Country:
Venue:
Categories:
Exhibition Type:
How many exhibition works:
- 40 - 49
Exhibition Total Value:
- $30k - $40k
Exploring Identity
Continuing our Bursary Programme our Spring exhibition showcase, Echoes in Time, welcomes artists who in their work explore themes of identity, the self, and the effect of time on both these constructs. Whether it be through traditional portraiture or a presentation of the self in a more abstract or narrative space, the participating artists look at the complex relationships we have with the evolving self.
Featuring artists, Thomas Oscar Miles, Rocio E. Bucheli, Genevieve Murray, Emma Roberts and Virginia Griem; Becky Nuttall's, "Art of the School"; and our Artist Support Pledge also showcase.across our other spaces.
Curator :
Emma Roberts
Emma's practice is embedded in the knowledge that in a moment, a brief, indefinite interval of time, everything can change. Exposure to life’s fragility drives her to linger when tender moments arise and notice when connections and disconnections occur.
Emma makes oil paintings on linen canvases in a process that makes and removes marks, overlaying imagery, and revealing figures and the emotion of a moment. Although there is often a sense of immediacy and looseness in her current works, such as Fight No Longer, there are also more ridged elements to her practice and her paintings. She likes these expressive and rigid elements to either sit together in paintings, or take certain pieces down longer journeys. Emma makes both large and small works, often veering to the miniature. she is fascinated in the sense of preciousness and how it becomes entwined in objects, and the impact of scale on perception.
Thomas Oscar Miles
Thomas's art looks to inspire self-empowerment, through embracing our vulnerabilities. This is celebrated through fragile and detailed imagery, centred around the narratives. In his work,he talks about personal fears and darker experiences. Thomas gives his characters opportunities to wear these like a crown. How can we appreciate our light when we brush the darkness under the bed, ignored? He hopes that his work can show people how multi-layered each one of us is, showing a unity in our humanity.
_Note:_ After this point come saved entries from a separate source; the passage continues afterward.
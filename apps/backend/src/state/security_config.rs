use std::fmt;
use std::time::Duration;

use jsonwebtoken::Algorithm;

/// Lifetime of every access token.
pub const ACCESS_TOKEN_TTL: Duration = Duration::from_secs(24 * 60 * 60);

/// Token signing settings, built once at startup and read-only afterwards.
#[derive(Clone)]
pub struct SecurityConfig {
    /// Shared secret for signing and verifying tokens
    pub jwt_secret: Vec<u8>,
    /// Signing algorithm (HS256)
    pub algorithm: Algorithm,
    pub token_ttl: Duration,
}

impl SecurityConfig {
    pub fn new(jwt_secret: impl Into<Vec<u8>>) -> Self {
        Self {
            jwt_secret: jwt_secret.into(),
            algorithm: Algorithm::HS256,
            token_ttl: ACCESS_TOKEN_TTL,
        }
    }
}

impl Default for SecurityConfig {
    fn default() -> Self {
        Self::new(b"default_secret_for_tests_only".to_vec())
    }
}

// Keep the secret out of logs
impl fmt::Debug for SecurityConfig {
    fn fmt(&self, f: &mut fmt::Formatter<'_>) -> fmt::Result {
        f.debug_struct("SecurityConfig")
            .field("jwt_secret", &"<redacted>")
            .field("algorithm", &self.algorithm)
            .field("token_ttl", &self.token_ttl)
            .finish()
    }
}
Thomas talks in his work about personal experiences such as mental health and his ever-growing relationship with my autism. He chooses to represent these in his work through visuals such as decay, bones, and shadow filled corners of a woodland. Thomas's new series 'Our Beautiful Demise' speaks on a similar theme: wearing our fears with pride, binding them tightly to our flesh. 'I have grown up fearful of my personal shadows, I now instead hope to educate others on this and create a platform to spotlight issues we all go through'.
Rocio E Bucheli
Rocio is an artist, native to Colombia, who has combined experiences from both her Colombian past and her current life in England, to which she immigrated in 1991.
Now, having spent almost equal periods of time in Colombia and the UK, her confrontation with the duality of her cultural identity manifests itself particularly strongly. However, her spiritual faith and art allow her to celebrate it. Religious ideas, iconic figures, nature, places and imaginary themes are the core concepts that she portrays in her pieces.The contrasts between illusion and reality, and perception and sensitivity, help to shape feelings and attitudes towards her artwork.
Rocio aims to engage with viewers via these same kinds of impulses and open people’s eyes to previously unconsidered ways of seeing and being in the world; or to expand and change the ways of how we view it!
Her work has been exhibited in Colombia, Spain, London, Bath, Bristol and Berlin and her work has been acquired by public and private collectors
Genevieve Murray
Genevieve is an Exeter based artist specialising in oil portraits, both commissions and her own work. When painting portraits, she prefers to use deep colour, with contrasting light and a striking composition. Old masters such as Manet, Vermeer and Caravaggio are important influences in her work and she often like to replicate their traditional way of framing and lighting a portrait. Genevieve paints her portraits from photographs which are as unposed and natural as possible. She likes to work from images which illustrate a moment in time, an unusual pose, an interesting expression, or the way the light and atmosphere of a setting shapes a person. She is eternally intrigued by individuals around me and looks for a composition which will reflect and enhance the soul of her subject. 'My fascination for others is revealed in the way I try to capture a brief moment of their life in paint.'
Virginia Griem
Virginia is a potter and painter and has exhibited in many local exhibitions, and last year participated in her fourth Open Studios.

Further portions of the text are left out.